Referring to FIG. 1B, there is shown a communication and fall detection system 36 according to a preferred embodiment of the present invention, for use with a vehicle speed control system 22 as shown in FIG. 1A. The communication and fall detection system 36 first includes an input device 38. Preferably, the input device 38 is integrated, or coupled to the handle which is held by the rider. Several embodiments of the input device 38 will be explained further below. The input device includes at least one control activatable by the rider. The input device translates each control in a particular communication signal which corresponds to a command the rider may want to communicate to the speed control unit 24 of the vehicle. The communication and fall detection system further includes a detection device, such as a sensor 54, coupled to the handle for detecting a contact between the rider and the handle. The sensor 54 is adapted to generate a contact signal which indicates that at least one hand of the rider is in contact with the handle. If it ceases to be the case, and the rider has therefore fallen, the contact signal is interrupted or replaced by a different signal. Exemplary embodiments of appropriate sensors 54 will also further be described further below.

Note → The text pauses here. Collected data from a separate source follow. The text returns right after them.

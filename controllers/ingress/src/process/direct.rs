//! HAProxy run as a child process in master-worker mode.

use super::{run_checked, save_server_state, CommandRunner, Process};
use crate::config::ControllerConfig;
use crate::error::ControllerError;
use haproxy_client::{runtime::response_error, RuntimeClient, RuntimeClientTrait};
use std::path::PathBuf;
use std::sync::Arc;
use std::time::Duration;
use tokio::process::{Child, Command};
use tokio::sync::Mutex;
use tracing::{info, warn};

/// Time given to workers to finish after soft-stop.
const STOP_TIMEOUT: Duration = Duration::from_secs(30);

/// Supervisor owning the HAProxy master process.
pub struct Direct {
    binary: PathBuf,
    main_config: PathBuf,
    aux_config: PathBuf,
    master_socket: PathBuf,
    state_file: PathBuf,
    master: RuntimeClient,
    runtime: Arc<dyn RuntimeClientTrait>,
    runner: Arc<dyn CommandRunner>,
    child: Mutex<Option<Child>>,
}

impl std::fmt::Debug for Direct {
    fn fmt(&self, f: &mut std::fmt::Formatter<'_>) -> std::fmt::Result {
        f.debug_struct("Direct")
            .field("binary", &self.binary)
            .field("main_config", &self.main_config)
            .finish_non_exhaustive()
    }
}

impl Direct {
    pub fn new(config: &ControllerConfig, runtime: Arc<dyn RuntimeClientTrait>, runner: Arc<dyn CommandRunner>) -> Self {
        Self {
            binary: config.haproxy_binary.clone(),
            main_config: config.main_config_file(),
            aux_config: config.aux_config_file(),
            master_socket: config.master_socket(),
            state_file: config.server_state_file(),
            master: RuntimeClient::new(config.master_socket()),
            runtime,
            runner,
            child: Mutex::new(None),
        }
    }

    /// Command line of the master process. The auxiliary file is loaded
    /// only when it exists.
    fn start_args(&self, aux_exists: bool) -> Vec<String> {
        let mut args = vec![
            "-W".to_string(),
            "-S".to_string(),
            format!("{},level,admin", self.master_socket.to_string_lossy()),
            "-f".to_string(),
            self.main_config.to_string_lossy().into_owned(),
        ];
        if aux_exists {
            args.push("-f".to_string());
            args.push(self.aux_config.to_string_lossy().into_owned());
        }
        args
    }

    /// True while the master process is alive.
    async fn running(&self) -> bool {
        let mut child = self.child.lock().await;
        match child.as_mut().map(Child::try_wait) {
            Some(Ok(None)) => true,
            Some(Ok(Some(status))) => {
                warn!(%status, "haproxy exited");
                *child = None;
                false
            }
            Some(Err(e)) => {
                warn!("failed to poll haproxy: {}", e);
                false
            }
            None => false,
        }
    }
}

#[async_trait::async_trait]
impl Process for Direct {
    async fn start(&self) -> Result<(), ControllerError> {
        if self.running().await {
            return Ok(());
        }
        let aux_exists = tokio::fs::try_exists(&self.aux_config).await.unwrap_or(false);
        let args = self.start_args(aux_exists);
        info!(binary = %self.binary.display(), "starting haproxy");
        let child = Command::new(&self.binary)
            .args(&args)
            .kill_on_drop(false)
            .spawn()
            .map_err(|e| ControllerError::Process(format!("failed to start {}: {e}", self.binary.display())))?;
        *self.child.lock().await = Some(child);
        Ok(())
    }

    async fn stop(&self) -> Result<(), ControllerError> {
        let mut guard = self.child.lock().await;
        let Some(child) = guard.as_mut() else {
            return Ok(());
        };
        let Some(pid) = child.id() else {
            *guard = None;
            return Ok(());
        };
        info!(pid, "stopping haproxy");
        run_checked(self.runner.as_ref(), "kill", &["-USR1".to_string(), pid.to_string()]).await?;
        match tokio::time::timeout(STOP_TIMEOUT, child.wait()).await {
            Ok(Ok(status)) => info!(%status, "haproxy stopped"),
            Ok(Err(e)) => warn!("failed to wait for haproxy: {}", e),
            Err(_elapsed) => {
                warn!("haproxy did not stop in {:?}, killing", STOP_TIMEOUT);
                child.start_kill()?;
            }
        }
        *guard = None;
        Ok(())
    }

    async fn reload(&self) -> Result<(), ControllerError> {
        if !self.running().await {
            return self.start().await;
        }
        save_server_state(self.runtime.as_ref(), &self.state_file).await;
        let response = self.master.execute("reload").await?;
        if let Some(message) = response_error(&response) {
            return Err(ControllerError::Process(format!("reload failed: {message}")));
        }
        if response.contains("Success=0") {
            return Err(ControllerError::Process(format!("reload failed: {}", response.trim())));
        }
        info!("haproxy reloaded");
        Ok(())
    }

    async fn restart(&self) -> Result<(), ControllerError> {
        save_server_state(self.runtime.as_ref(), &self.state_file).await;
        self.stop().await?;
        self.start().await
    }
}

The communication and fall detection system 36 further includes a transmitter 56 coupled to the input device to receive the contact signal or communication signals therefrom. It will be noted that although the sensor 54 is shown herein as communication with the transmitter 56 though the input device 38, it may alternatively be directly connected to the transmitter 56. The transmitter 56 transmits the signals to the vehicle, either through a wired or wireless communication link. A corresponding receiver 58 is provided on the vehicle to receive the signals from the transmitter 56. In the illustrated embodiment, the transmitter is connected to the speed control unit 24 to forward the instructions from the rider directly thereto. Additionally, in the illustrated embodiment, the transmitter is also connected to the vehicle's instrumentation unit (user interface 22) to display the instructions from the rider directly thereto.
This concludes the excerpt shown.